EXERCISE DIRECTIONS: When you reach the line containing "let remote_peer = timeout(HANDSHAKE_TIMEOUT, self.answer(&mut" in the records below, start copying exactly, and stop once you have copied the line containing "proof of identity".

══════════

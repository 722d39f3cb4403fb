//! TCP network host
//!
//! Every TCP connection starts with a [`Hello`] preamble in each direction,
//! followed by a [`HelloProof`] from each side showing it holds the key its
//! peer id is derived from. A preamble without a protocol establishes a
//! plain connection that is tracked until EOF; a preamble naming a protocol
//! turns the socket into a protocol stream handed to the registered handler.

use crate::crypto::{KeyPair, PeerId};
use crate::network::error::P2pError;
use crate::network::host::{
    AddrBook, Connection, Host, NotifyBundle, Stream, StreamHandler,
};
use crate::network::multiaddr::Multiaddr;
use crate::network::wire::{read_hello, read_proof, write_hello, write_proof, Hello, HelloProof};
use async_trait::async_trait;
use std::collections::HashMap;
use std::net::SocketAddr;
use std::sync::{Arc, Weak};
use std::time::Duration;
use tokio::io::AsyncReadExt;
use tokio::net::{TcpListener, TcpStream};
use tokio::sync::RwLock;
use tokio::time::timeout;
use tokio_util::sync::CancellationToken;

/// Time allowed for the preamble exchange
const HANDSHAKE_TIMEOUT: Duration = Duration::from_secs(10);

/// TCP implementation of [`Host`]
pub struct TcpHost {
    id: PeerId,
    key: KeyPair,
    listen_addrs: Vec<Multiaddr>,
    addr_book: AddrBook,
    handlers: RwLock<HashMap<String, StreamHandler>>,
    conns: RwLock<HashMap<PeerId, Vec<Connection>>>,
    notifiees: RwLock<Vec<NotifyBundle>>,
    dial_timeout: Duration,
    cancel: CancellationToken,
    me: Weak<TcpHost>,
}

impl TcpHost {
    /// Bind to `listen` and start accepting connections.
    ///
    /// The private key of `id` must already be in `addr_book`. The accept
    /// loop exits when `cancel` fires.
    pub async fn listen(
        id: PeerId,
        listen: &Multiaddr,
        addr_book: AddrBook,
        dial_timeout: Duration,
        cancel: CancellationToken,
    ) -> Result<Arc<Self>, P2pError> {
        let secret = addr_book
            .priv_key(&id)
            .await
            .ok_or_else(|| P2pError::NoPrivateKey(id.to_string()))?;
        let key = KeyPair::from_secret_key(secret);

        let listener = TcpListener::bind(listen.socket_addr()).await?;
        let bound = Multiaddr::new(listener.local_addr()?);
        log::info!("Host listening on {}/p2p/{}", bound, id);

        let host = Arc::new_cyclic(|me| TcpHost {
            id,
            key,
            listen_addrs: vec![bound],
            addr_book,
            handlers: RwLock::new(HashMap::new()),
            conns: RwLock::new(HashMap::new()),
            notifiees: RwLock::new(Vec::new()),
            dial_timeout,
            cancel,
            me: me.clone(),
        });

        let accept_host = host.clone();
        tokio::spawn(async move { accept_host.accept_loop(listener).await });

        Ok(host)
    }

    async fn accept_loop(self: Arc<Self>, listener: TcpListener) {
        loop {
            tokio::select! {
                _ = self.cancel.cancelled() => {
                    log::info!("Host accept loop stopped");
                    return;
                }
                res = listener.accept() => match res {
                    Ok((socket, addr)) => {
                        let host = self.clone();
                        tokio::spawn(async move {
                            if let Err(e) = host.handle_inbound(socket, addr).await {
                                log::debug!("Inbound connection from {} failed: {}", addr, e);
                            }
                        });
                    }
                    Err(e) => {
                        log::error!("Accept error: {}", e);
                    }
                }
            }
        }
    }

    fn hello(&self, protocol: Option<&str>) -> Hello {
        Hello::new(
            &self.key,
            self.listen_addrs[0].to_string(),
            protocol.map(str::to_string),
        )
    }

    fn weak_host(&self) -> Weak<dyn Host> {
        self.me.clone()
    }

    async fn handle_inbound(
        self: Arc<Self>,
        mut socket: TcpStream,
        observed: SocketAddr,
    ) -> Result<(), P2pError> {
        let hello = timeout(HANDSHAKE_TIMEOUT, read_hello(&mut socket)).await??;
        let announced: Multiaddr = hello.listen_addr.parse()?;

        let route = match &hello.protocol {
            None => None,
            Some(protocol) => {
                let handler = self.handlers.read().await.get(protocol).cloned();
                let Some(handler) = handler else {
                    return Err(P2pError::ProtocolNotSupported(protocol.clone()));
                };
                Some((protocol.clone(), handler))
            }
        };

        let remote_peer = timeout(HANDSHAKE_TIMEOUT, self.answer(&mut socket, &hello)).await??;
        let remote_addr = dialable_addr(&announced, observed);

        match route {
            None => {
                let conn = Connection::new(remote_peer, remote_addr, false, self.weak_host());
                self.register_conn(socket, conn).await;
            }
            Some((protocol, handler)) => {
                let stream = Stream::new(
                    Box::new(socket),
                    remote_peer.clone(),
                    remote_addr.with_peer(remote_peer),
                    protocol,
                );
                handler(stream).await;
            }
        }

        Ok(())
    }

    /// Reply to a dialer's preamble and check its proof of identity
    async fn answer(&self, socket: &mut TcpStream, hello: &Hello) -> Result<PeerId, P2pError> {
        let (remote, remote_key) = hello.verified_peer()?;

        let reply = self.hello(hello.protocol.as_deref());
        write_hello(socket, &reply).await?;
        write_proof(socket, &HelloProof::sign(&self.key, &hello.nonce)?).await?;

        let proof = read_proof(socket).await?;
        proof.verify(&remote, &remote_key, &reply.nonce)?;

        self.addr_book.add_pub_key(&remote, remote_key).await?;
        Ok(remote)
    }

    /// Connect to `addr` and run the handshake, checking the remote identity
    async fn open(
        &self,
        peer: &PeerId,
        addr: &Multiaddr,
        protocol: Option<&str>,
    ) -> Result<TcpStream, P2pError> {
        let mut socket = TcpStream::connect(addr.socket_addr())
            .await
            .map_err(|e| P2pError::Dial(format!("{}: {}", addr, e)))?;

        let ours = self.hello(protocol);
        write_hello(&mut socket, &ours).await?;

        let reply = match timeout(HANDSHAKE_TIMEOUT, read_hello(&mut socket)).await? {
            Ok(reply) => reply,
            Err(P2pError::Io(e)) if e.kind() == std::io::ErrorKind::UnexpectedEof => {
                return Err(match protocol {
                    Some(p) => P2pError::ProtocolNotSupported(p.to_string()),
                    None => P2pError::Disconnected,
                });
            }
            Err(e) => return Err(e),
        };

        if reply.peer_id != peer.as_str() {
            return Err(P2pError::PeerIdMismatch {
                expected: peer.to_string(),
                actual: reply.peer_id,
            });
        }
        let (_, remote_key) = reply.verified_peer()?;

        let proof = timeout(HANDSHAKE_TIMEOUT, read_proof(&mut socket)).await??;
        proof.verify(peer, &remote_key, &ours.nonce)?;
        write_proof(&mut socket, &HelloProof::sign(&self.key, &reply.nonce)?).await?;

        self.addr_book.add_pub_key(peer, remote_key).await?;
        Ok(socket)
    }

    /// Try every known address of `peer` until one answers
    async fn open_any(
        &self,
        peer: &PeerId,
        protocol: Option<&str>,
    ) -> Result<(TcpStream, Multiaddr), P2pError> {
        if peer == &self.id {
            return Err(P2pError::Dial("cannot dial self".to_string()));
        }

        let addrs = self.addr_book.addrs(peer).await;
        if addrs.is_empty() {
            return Err(P2pError::Dial(format!("no addresses for peer {}", peer)));
        }

        let mut last_err = None;
        for addr in addrs {
            match timeout(self.dial_timeout, self.open(peer, &addr, protocol)).await {
                Ok(Ok(socket)) => return Ok((socket, addr)),
                Ok(Err(e)) => last_err = Some(e),
                Err(_) => last_err = Some(P2pError::Timeout),
            }
        }

        Err(last_err.unwrap_or(P2pError::Timeout))
    }

    /// Track `conn` until its socket reaches EOF
    async fn register_conn(&self, mut socket: TcpStream, conn: Connection) {
        {
            let mut conns = self.conns.write().await;
            conns
                .entry(conn.remote_peer().clone())
                .or_default()
                .push(conn.clone());
        }
        log::debug!(
            "Connection {} peer {} ({})",
            if conn.is_outbound() { "to" } else { "from" },
            conn.remote_peer().short(),
            conn.remote_multiaddr()
        );

        for bundle in self.notifiees.read().await.iter() {
            bundle.on_connected(&conn);
        }

        let Some(host) = self.me.upgrade() else {
            return;
        };
        tokio::spawn(async move {
            let mut buf = [0u8; 64];
            loop {
                tokio::select! {
                    _ = conn.closed() => break,
                    _ = host.cancel.cancelled() => break,
                    res = socket.read(&mut buf) => match res {
                        Ok(0) | Err(_) => break,
                        Ok(_) => continue,
                    },
                }
            }
            host.unregister_conn(&conn).await;
        });
    }

    async fn unregister_conn(&self, conn: &Connection) {
        conn.close();
        {
            let mut conns = self.conns.write().await;
            if let Some(list) = conns.get_mut(conn.remote_peer()) {
                list.retain(|c| !c.is_closed());
                if list.is_empty() {
                    conns.remove(conn.remote_peer());
                }
            }
        }
        log::debug!("Connection to {} closed", conn.remote_peer().short());

        for bundle in self.notifiees.read().await.iter() {
            bundle.on_disconnected(conn);
        }
    }
}

/// The announced listen address, with an unspecified IP replaced by the
/// address the connection was observed from
fn dialable_addr(announced: &Multiaddr, observed: SocketAddr) -> Multiaddr {
    let socket = announced.socket_addr();
    if socket.ip().is_unspecified() {
        Multiaddr::new(SocketAddr::new(observed.ip(), socket.port()))
    } else {
        announced.without_peer()
    }
}

#[async_trait]
impl Host for TcpHost {
    fn id(&self) -> &PeerId {
        &self.id
    }

    fn addrs(&self) -> Vec<Multiaddr> {
        self.listen_addrs.clone()
    }

    fn peerstore(&self) -> &AddrBook {
        &self.addr_book
    }

    async fn set_stream_handler(&self, protocol: &str, handler: StreamHandler) {
        self.handlers
            .write()
            .await
            .insert(protocol.to_string(), handler);
    }

    async fn new_stream(&self, peer: &PeerId, protocol: &str) -> Result<Stream, P2pError> {
        let (socket, addr) = self.open_any(peer, Some(protocol)).await?;
        Ok(Stream::new(
            Box::new(socket),
            peer.clone(),
            addr.with_peer(peer.clone()),
            protocol,
        ))
    }

    async fn dial_peer(&self, peer: &PeerId) -> Result<Connection, P2pError> {
        if let Some(conn) = self.conns_to_peer(peer).await.into_iter().next() {
            return Ok(conn);
        }

        let (socket, addr) = self.open_any(peer, None).await?;
        let conn = Connection::new(peer.clone(), addr, true, self.weak_host());
        self.register_conn(socket, conn.clone()).await;
        Ok(conn)
    }

    async fn conns_to_peer(&self, peer: &PeerId) -> Vec<Connection> {
        self.conns
            .read()
            .await
            .get(peer)
            .map(|list| list.iter().filter(|c| !c.is_closed()).cloned().collect())
            .unwrap_or_default()
    }

    async fn notify(&self, bundle: NotifyBundle) {
        self.notifiees.write().await.push(bundle);
    }
}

══════════

ANSWER BELOW:
        let remote_peer = timeout(HANDSHAKE_TIMEOUT, self.answer(&mut socket, &hello)).await??;
        let remote_addr = dialable_addr(&announced, observed);

        match route {
            None => {
                let conn = Connection::new(remote_peer, remote_addr, false, self.weak_host());
                self.register_conn(socket, conn).await;
            }
            Some((protocol, handler)) => {
                let stream = Stream::new(
                    Box::new(socket),
                    remote_peer.clone(),
                    remote_addr.with_peer(remote_peer),
                    protocol,
                );
                handler(stream).await;
            }
        }

        Ok(())
    }

    /// Reply to a dialer's preamble and check its proof of identity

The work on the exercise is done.